Scientific classification
- Kingdom: Plantae
- Clade: Embryophytes
- Clade: Tracheophytes
- Clade: Spermatophytes
- Clade: Angiosperms
- Clade: Eudicots
- Clade: Rosids
- Order: Myrtales
- Family: Myrtaceae
- Genus: Verticordia
- Subgenus: Verticordia subg. Eperephes
- Section: Verticordia sect. Pennuligera
- Species: V. fragrans
- Binomial name: Verticordia fragrans A.S.George

= Verticordia fragrans =

- Genus: Verticordia
- Species: fragrans
- Authority: A.S.George
- Conservation status: P3

Species of flowering plant

Verticordia fragrans, commonly known as hollyhock verticordia, is a species of flowering plant in the myrtle family, Myrtaceae and is endemic to the south-west of Western Australia. It is an openly branched shrub with egg-shaped leaves and spikes of sweetly scented, pink and white flowers in spring and early summer.

==Description==
Verticordia fragrans is a shrub which grows to a height of 0.45-3 m and a width of 0.45-1 m and has a single, openly branched stem at its base. The leaves are thin, egg-shaped to elliptic or almost round in shape, 1.5-4 mm long.

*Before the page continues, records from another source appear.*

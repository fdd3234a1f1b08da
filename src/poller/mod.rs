//! Refresh scheduling.
//!
//! A refresh cycle starts two independent fetch workers, one for metrics
//! and one for loads. Each worker posts its outcome to the control thread
//! as soon as it finishes; neither waits for the other. Cycles are started
//! once at startup, on every timer tick admitted by the [`RefreshGuard`],
//! and on manual refresh requests.
//!
//! The control thread owns the [`Board`] and is the only writer of view
//! state. Overlapping cycles are allowed; their outcomes are applied in
//! arrival order.

pub mod clock;
pub mod guard;

use std::sync::Arc;
use std::sync::mpsc::{self, Receiver, RecvTimeoutError, Sender};
use std::thread::{self, JoinHandle};
use std::time::{Duration, Instant};

use anyhow::{Context, Result};

pub use clock::{Clock, ManualClock, SystemClock};
pub use guard::RefreshGuard;

use crate::activity::ActivityLog;
use crate::api::{self, DataSource};
use crate::board::{Board, Command, Event};
use crate::config::schema::RefreshConfig;
use crate::store::Snapshot;

/// How long [`PollerHandle::request`] waits for the control thread.
const REPLY_TIMEOUT: Duration = Duration::from_secs(5);

// ---------------------------------------------------------------------------
// Poller
// ---------------------------------------------------------------------------

pub struct Poller<C: Clock = SystemClock> {
    source: Arc<dyn DataSource>,
    clock: C,
    interval: Duration,
    guard: RefreshGuard,
    log: ActivityLog,
    events: Sender<Event>,
    cycles: u64,
}

impl<C: Clock> Poller<C> {
    pub fn new(
        source: Arc<dyn DataSource>,
        clock: C,
        config: &RefreshConfig,
        log: ActivityLog,
        events: Sender<Event>,
    ) -> Self {
        Self {
            source,
            clock,
            interval: config.interval(),
            guard: RefreshGuard::new(config.interval(), config.guard()),
            log,
            events,
            cycles: 0,
        }
    }

    pub fn interval(&self) -> Duration {
        self.interval
    }

    pub fn guard(&self) -> &RefreshGuard {
        &self.guard
    }

    /// Number of cycles started so far.
    pub fn cycles(&self) -> u64 {
        self.cycles
    }

    /// Start a cycle unconditionally. Returns the cycle number.
    ///
    /// Does not wait for the fetches; their outcomes arrive later as
    /// [`Event::Metrics`] and [`Event::Loads`].
    pub fn refresh_cycle(&mut self) -> u64 {
        self.guard.mark_started(self.clock.now());
        self.cycles += 1;
        let cycle = self.cycles;
        self.log.debug("cycle_started", "", Some(cycle));

        spawn_fetch(
            "loadwatch-metrics",
            Arc::clone(&self.source),
            self.log.clone(),
            self.events.clone(),
            move |source, log| Event::Metrics {
                cycle,
                metrics: api::fetch_metrics(source, log, Some(cycle)),
            },
        );
        spawn_fetch(
            "loadwatch-loads",
            Arc::clone(&self.source),
            self.log.clone(),
            self.events.clone(),
            move |source, log| Event::Loads {
                cycle,
                loads: api::fetch_loads(source, log, Some(cycle)),
            },
        );

        cycle
    }

    /// Timer tick: start a cycle if the guard admits it.
    pub fn tick(&mut self) -> Option<u64> {
        if self.guard.should_run(self.clock.now()) {
            Some(self.refresh_cycle())
        } else {
            self.log.debug("tick_skipped", "previous cycle started too recently", None);
            None
        }
    }
}

fn spawn_fetch<F>(
    name: &str,
    source: Arc<dyn DataSource>,
    log: ActivityLog,
    events: Sender<Event>,
    fetch: F,
) where
    F: FnOnce(&dyn DataSource, &ActivityLog) -> Event + Send + 'static,
{
    let spawned = thread::Builder::new().name(name.to_string()).spawn({
        let log = log.clone();
        move || {
            let event = fetch(source.as_ref(), &log);
            // The control thread may already be gone; the outcome is dropped.
            let _ = events.send(event);
        }
    });
    if let Err(err) = spawned {
        log.error("spawn_failed", format!("{name}: {err}"), None);
    }
}

// ---------------------------------------------------------------------------
// One-shot refresh
// ---------------------------------------------------------------------------

/// Run a single cycle to completion on the calling thread's behalf.
///
/// Both fetches still run concurrently; each outcome is applied to `board`
/// as it arrives. Used by the one-shot CLI commands.
pub fn refresh_once(source: &dyn DataSource, board: &mut Board, log: &ActivityLog) {
    let (tx, rx) = mpsc::channel();
    thread::scope(|scope| {
        let metrics_tx = tx.clone();
        scope.spawn(move || {
            let _ = metrics_tx.send(Event::Metrics {
                cycle: 1,
                metrics: api::fetch_metrics(source, log, Some(1)),
            });
        });
        let loads_tx = tx;
        scope.spawn(move || {
            let _ = loads_tx.send(Event::Loads {
                cycle: 1,
                loads: api::fetch_loads(source, log, Some(1)),
            });
        });

        for event in rx.iter().take(2) {
            board.handle(event);
        }
    });
}

// ---------------------------------------------------------------------------
// Control loop
// ---------------------------------------------------------------------------

/// Start the poller and its control thread.
///
/// The first cycle runs immediately, then the timer ticks every
/// `interval`. Stop it with [`PollerHandle::stop`].
pub fn start(
    source: Arc<dyn DataSource>,
    config: &RefreshConfig,
    board: Board,
    log: ActivityLog,
) -> Result<PollerHandle> {
    let (tx, rx) = mpsc::channel();
    let poller = Poller::new(source, SystemClock, config, log.clone(), tx.clone());
    log.info(
        "poller_started",
        format!(
            "interval {}ms, guard {}ms",
            config.interval_ms, config.guard_ms
        ),
        None,
    );

    let join = thread::Builder::new()
        .name("loadwatch-control".to_string())
        .spawn(move || control_loop(poller, board, rx, log))
        .context("failed to spawn control thread")?;

    Ok(PollerHandle {
        client: PollerClient { events: tx },
        join: Some(join),
    })
}

fn control_loop<C: Clock>(
    mut poller: Poller<C>,
    mut board: Board,
    events: Receiver<Event>,
    log: ActivityLog,
) -> Board {
    board.publish();
    poller.refresh_cycle();

    let interval = poller.interval();
    let mut next_tick = poller.clock.now() + interval;

    loop {
        let wait = next_tick.saturating_duration_since(poller.clock.now());
        match events.recv_timeout(wait) {
            Ok(Event::Stop) | Err(RecvTimeoutError::Disconnected) => break,
            Ok(Event::RefreshNow) => {
                log.info("manual_refresh", "", None);
                poller.refresh_cycle();
            }
            Ok(event) => board.handle(event),
            Err(RecvTimeoutError::Timeout) => {
                poller.tick();
                next_tick = next_deadline(next_tick, interval, poller.clock.now());
            }
        }
    }

    log.info("poller_stopped", format!("{} cycles", poller.cycles()), None);
    board
}

/// Advance `deadline` by whole intervals until it lies after `now`.
///
/// Ticks missed while the process was suspended are skipped, not replayed.
fn next_deadline(deadline: Instant, interval: Duration, now: Instant) -> Instant {
    if interval.is_zero() {
        return now;
    }
    let mut next = deadline + interval;
    while next <= now {
        next += interval;
    }
    next
}

// ---------------------------------------------------------------------------
// Handle
// ---------------------------------------------------------------------------

/// Cloneable sender for talking to a running control thread.
#[derive(Debug, Clone)]
pub struct PollerClient {
    events: Sender<Event>,
}

impl PollerClient {
    /// Request an immediate cycle. Bypasses the debounce guard.
    pub fn refresh_now(&self) -> bool {
        self.events.send(Event::RefreshNow).is_ok()
    }

    /// Fire-and-forget command.
    pub fn send(&self, command: Command) -> bool {
        self.events
            .send(Event::Command {
                command,
                reply: None,
            })
            .is_ok()
    }

    /// Ask the control thread to exit.
    pub fn stop(&self) -> bool {
        self.events.send(Event::Stop).is_ok()
    }

    /// Apply a command and wait for the resulting snapshot.
    pub fn request(&self, command: Command) -> Option<Snapshot> {
        let (reply_tx, reply_rx) = mpsc::channel();
        self.events
            .send(Event::Command {
                command,
                reply: Some(reply_tx),
            })
            .ok()?;
        reply_rx.recv_timeout(REPLY_TIMEOUT).ok()
    }
}

/// Owner handle for the control thread.
#[derive(Debug)]
pub struct PollerHandle {
    client: PollerClient,
    join: Option<JoinHandle<Board>>,
}

impl PollerHandle {
    pub fn client(&self) -> PollerClient {
        self.client.clone()
    }

    pub fn refresh_now(&self) -> bool {
        self.client.refresh_now()
    }

    pub fn send(&self, command: Command) -> bool {
        self.client.send(command)
    }

    pub fn request(&self, command: Command) -> Option<Snapshot> {
        self.client.request(command)
    }

    /// Stop the timer and wait for the control thread to exit.
    ///
    /// Fetches still in flight finish in the background; their outcomes
    /// are discarded. Returns the board as it was at shutdown.
    pub fn stop(mut self) -> Option<Board> {
        let _ = self.client.events.send(Event::Stop);
        self.join.take()?.join().ok()
    }

    /// Wait for the control thread to exit without asking it to.
    ///
    /// Returns once some [`PollerClient::stop`] call ends the loop.
    pub fn wait(mut self) -> Option<Board> {
        self.join.take()?.join().ok()
    }
}

impl Drop for PollerHandle {
    fn drop(&mut self) {
        if self.join.is_some() {
            let _ = self.client.events.send(Event::Stop);
        }
    }
}

// ---------------------------------------------------------------------------
// Tests
// ---------------------------------------------------------------------------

The flowers are sweetly scented, arranged in spreading spike-like groups, each flower on a stalk about 1.5-3 mm long. The sepals are pink, rarely white, 3.5-4 mm long and have 6 to 9 white feathery lobes. The petals are erect, deep to pale pink or rarely white, 4.0–4.5 mm long, about 3 mm wide with a few short hairs around the edge. The style is 5 mm, curved near the top with a few hairs near the tip. Flowering time is from October to November or December.

==Taxonomy and naming==
Verticordia fragrans was first formally described by Alex George in 1991 from specimens collected near Eneabba and the description was published in Nuytsia. The specific epithet (fragrans) is from the Latin word fragrantia meaning "fragrant" referring to the scented flowers.

George placed this species in subgenus Eperephes, section Pennuligera along with V. comosa, V. lepidophylla, V. chrysostachys, V. aereiflora, V. dichroma, V. x eurardyensis, V. muelleriana, V. argentea, V. albida, V. forrestii, V. venusta, V. serotina, V. oculata, V. etheliana and V. grandis.

==Distribution and habitat==
This verticordia grows in sand, sometimes with or over clay, loam or sandstone, often with other verticordia species in woodland or shrubland. It is found near Eneabba and Coomallo in the Geraldton Sandplains biogeographic region.

==Conservation==
Verticordia fragrans is classified as "Priority Three" meaning that it is poorly known and known from only a few locations but is not under imminent threat.

==Use in horticulture==
It is usually propagated from cuttings and is easy to grow in full sun or part shade. It is both drought and frost tolerant and has grown well in Sydney, near the sea as well as inland in Western Australia.